■ **EXERCISE INPUT**:
□ □ □

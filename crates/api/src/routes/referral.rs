//! Referral self-registration and stats.

use axum::{
    extract::State,
    http::StatusCode,
    routing::{get, post},
    Json, Router,
};
use domain::models::affiliate::{
    AffiliateStatus, ReferralRegisterRequest, ReferralStats, ReferralSummary,
};
use persistence::repositories::{AffiliateRepository, NewAccount, NewAffiliate, UserRepository};
use serde::Serialize;
use shared::password::hash_password;
use tracing::info;
use uuid::Uuid;
use validator::Validate;

use crate::app::AppState;
use crate::error::ApiError;
use crate::extractors::CurrentUser;
use crate::routes::affiliates::own_affiliate_id;

pub fn router() -> Router<AppState> {
    Router::new()
        .route("/register", post(register))
        .route("/stats", get(stats))
}

#[derive(Debug, Serialize)]
#[serde(rename_all = "camelCase")]
pub struct ReferralRegisterResponse {
    pub id: Uuid,
    pub email: String,
    pub name: String,
    pub referred_by: String,
    pub message: String,
}

/// POST /api/referral/register
///
/// The referral code is the referrer's affiliate id or its OTG external id.
/// The new affiliate starts PENDING.
pub async fn register(
    State(state): State<AppState>,
    Json(request): Json<ReferralRegisterRequest>,
) -> Result<(StatusCode, Json<ReferralRegisterResponse>), ApiError> {
    request.validate()?;
    let affiliates = AffiliateRepository::new(state.pool.clone());

    let referrer = affiliates
        .find_by_referral_code(request.referral_code.trim())
        .await?
        .ok_or_else(|| ApiError::NotFound("Invalid referral code".to_string()))?;

    let email = request.email.trim().to_lowercase();
    if UserRepository::new(state.pool.clone())
        .find_by_email(&email)
        .await?
        .is_some()
    {
        return Err(ApiError::Conflict("Email already registered".to_string()));
    }

    let account = NewAccount {
        email,
        password_hash: hash_password(&request.password)?,
        name: request.name.trim().to_string(),
    };
    let mut affiliate = NewAffiliate::named(account.name.clone(), AffiliateStatus::Pending);
    affiliate.referred_by_id = Some(referrer.id);

    let (user, created) = affiliates
        .create_with_user(&account, &affiliate)
        .await
        .map_err(|e| match ApiError::from(e) {
            ApiError::Conflict(_) => ApiError::Conflict("Email already registered".to_string()),
            other => other,
        })?;

    info!(affiliate_id = %created.id, referrer_id = %referrer.id, "Affiliate registered via referral");
    Ok((
        StatusCode::CREATED,
        Json(ReferralRegisterResponse {
            id: created.id,
            email: user.email,
            name: user.name,
            referred_by: referrer.name,
            message: "Registration completed via referral link".to_string(),
        }),
    ))
}

/// GET /api/referral/stats
pub async fn stats(
    State(state): State<AppState>,
    CurrentUser(user): CurrentUser,
) -> Result<Json<ReferralStats>, ApiError> {
    let affiliate_id = own_affiliate_id(&user)?;
    let referrals: Vec<ReferralSummary> = AffiliateRepository::new(state.pool.clone())
        .list_referrals(affiliate_id)
        .await?
        .into_iter()
        .map(Into::into)
        .collect();

    let approved = referrals
        .iter()
        .filter(|r| r.status == AffiliateStatus::Approved)
        .count();
    Ok(Json(ReferralStats {
        affiliate_id,
        total_referrals: referrals.len() as i64,
        approved_referrals: approved as i64,
        referrals,
    }))
}
//! Page-number pagination.

use serde::Serialize;

pub const DEFAULT_PAGE_SIZE: i64 = 50;
pub const MAX_PAGE_SIZE: i64 = 200;

/// Normalised page request.
#[derive(Debug, Clone, Copy, PartialEq, Eq)]
pub struct PageRequest {
    pub page: i64,
    pub limit: i64,
}

impl PageRequest {
    /// Clamps user-supplied values: page starts at 1, limit within 1..=MAX_PAGE_SIZE.
    pub fn new(page: Option<i64>, limit: Option<i64>) -> Self {
        Self {
            page: page.unwrap_or(1).max(1),
            limit: limit.unwrap_or(DEFAULT_PAGE_SIZE).clamp(1, MAX_PAGE_SIZE),
        }
    }

    pub fn offset(&self) -> i64 {
        (self.page - 1) * self.limit
    }
}

/// Page metadata returned alongside list data.
#[derive(Debug, Clone, PartialEq, Eq, Serialize)]
pub struct PageMeta {
    pub current_page: i64,
    pub total_pages: i64,
    pub total_rows: i64,
    pub page_size: i64,
}

impl PageMeta {
    pub fn new(request: PageRequest, total_rows: i64) -> Self {
        let total_pages = if total_rows == 0 {
            0
        } else {
            (total_rows + request.limit - 1) / request.limit
        };
        Self {
            current_page: request.page,
            total_pages,
            total_rows,
            page_size: request.limit,
        }
    }
}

□ □ □

■ **EXERCISE GOAL**:
Collect every line with the string "UserRepository" from the records, and copy each.

■ **RESULT OF THIS EXERCISE**:
use persistence::repositories::{AffiliateRepository, NewAccount, NewAffiliate, UserRepository};
    if UserRepository::new(state.pool.clone())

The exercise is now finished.